La Cour d’appel a débouté le salarié au motif que ce dernier avait implicitement accepté la mutation en rejoignant son nouveau lieu de travail sans contestation.

Le salarié s’est pourvu en cassation. Pour lui, l’acceptation par un salarié protégé d’une modification de son contrat de travail ou d’un changement des conditions de travail ne pouvait résulter ni de l’absence de protestation de celui-ci, ni de la poursuite par l’intéressé de son travail.

La Cour de cassation lui donne raison et juge que l’acceptation par le salarié en l’espèce ne pouvait se déduire de l’absence de protestation face à sa mutation.

S’agissant du harcèlement moral

Le salarié considérait que les sanctions ainsi que le licenciement envisagé à son encontre pris dans l’ensemble étaient constitutifs de harcèlement moral.

La Cour d’appel a débouté le salarié de ses demandes au motif que celui-ci ne donnait « aucun élément sur le préjudice qui en serait résulté (…) alors qu’aucun préjudice n’est automatique ».

La Cour de cassation n’est pas du même avis.

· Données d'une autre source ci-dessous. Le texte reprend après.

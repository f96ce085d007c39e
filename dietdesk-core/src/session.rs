//! The signed-in user and the credential used for API calls.
//!
//! Sessions are issued elsewhere; this crate only carries one around and
//! hands it to whatever needs to talk to the backend.

use serde::{Deserialize, Serialize};
use std::fmt;

use crate::models::DietitianId;

/// Platform roles.
#[derive(Debug, Clone, Copy, PartialEq, Eq, Serialize, Deserialize)]
#[serde(rename_all = "kebab-case")]
pub enum Role {
    Client,
    Dietitian,
    Organization,
    CorporatePartner,
    Admin,
}

impl fmt::Display for Role {
    fn fmt(&self, f: &mut fmt::Formatter<'_>) -> fmt::Result {
        match self {
            Role::Client => write!(f, "client"),
            Role::Dietitian => write!(f, "dietitian"),
            Role::Organization => write!(f, "organization"),
            Role::CorporatePartner => write!(f, "corporate-partner"),
            Role::Admin => write!(f, "admin"),
        }
    }
}

#[derive(Debug, Clone, PartialEq, Serialize, Deserialize)]
pub struct SessionUser {
    pub id: String,
    pub name: String,
    pub role: Role,
}

/// API endpoint, bearer token and the acting user.
#[derive(Clone, PartialEq)]
pub struct Session {
    api_url: String,
    token: String,
    user: SessionUser,
}

impl Session {
    pub fn new(api_url: impl Into<String>, token: impl Into<String>, user: SessionUser) -> Self {
        Self {
            api_url: api_url.into(),
            token: token.into(),
            user,
        }
    }

    /// Session for a dietitian, the only role that manages plans.
    pub fn dietitian(
        api_url: impl Into<String>,
        token: impl Into<String>,
        id: impl Into<String>,
        name: impl Into<String>,
    ) -> Self {
        Self::new(
            api_url,
            token,
            SessionUser {
                id: id.into(),
                name: name.into(),
                role: Role::Dietitian,
            },
        )
    }

    pub fn api_url(&self) -> &str {
        &self.api_url
    }

    pub fn token(&self) -> &str {
        &self.token
    }

    pub fn user(&self) -> &SessionUser {
        &self.user
    }

    pub fn role(&self) -> Role {
        self.user.role
    }

    /// The acting user as a dietitian, or `None` for any other role.
    pub fn dietitian_id(&self) -> Option<DietitianId> {
        (self.user.role == Role::Dietitian).then(|| DietitianId::new(self.user.id.clone()))
    }
}

// Keeps the token out of logs.
impl fmt::Debug for Session {
    fn fmt(&self, f: &mut fmt::Formatter<'_>) -> fmt::Result {
        f.debug_struct("Session")
            .field("api_url", &self.api_url)
            .field("token", &"****")
            .field("user", &self.user)
            .finish()
    }
}

#[cfg(test)]
mod tests {
    use super::*;

    #[test]
    fn test_dietitian_session() {
        let session = Session::dietitian("http://localhost:5000", "tok", "D7", "Dr. Lee");
        assert_eq!(session.role(), Role::Dietitian);
        assert_eq!(session.dietitian_id(), Some(DietitianId::new("D7")));
    }

    #[test]
    fn test_other_roles_have_no_dietitian_id() {
        let session = Session::new(
            "http://localhost:5000",
            "tok",
            SessionUser {
                id: "A1".to_string(),
                name: "Admin".to_string(),
                role: Role::Admin,
            },
        );
        assert!(session.dietitian_id().is_none());
    }

    #[test]
    fn test_debug_masks_token() {
        let session = Session::dietitian("http://localhost", "secret-token", "D1", "Dee");
        let debug = format!("{:?}", session);
        assert!(!debug.contains("secret-token"));
        assert!(debug.contains("****"));
    }
}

Elle casse l’arrêt d’appel et rappelle qu’il appartient au juge :

  • d’une part d’examiner l’ensemble des éléments invoqués par le salarié, en prenant en compte tous les documents éventuellement produits, et d’apprécier si les faits matériellement établis, permettent de présumer l’existence d’un harcèlement moral ;
  • et, dans l’affirmative, d’apprécier si l’employeur prouve que les agissements invoqués ne sont pas constitutifs d’un tel harcèlement et que ses décisions sont justifiées par des éléments objectifs étrangers à tout harcèlement.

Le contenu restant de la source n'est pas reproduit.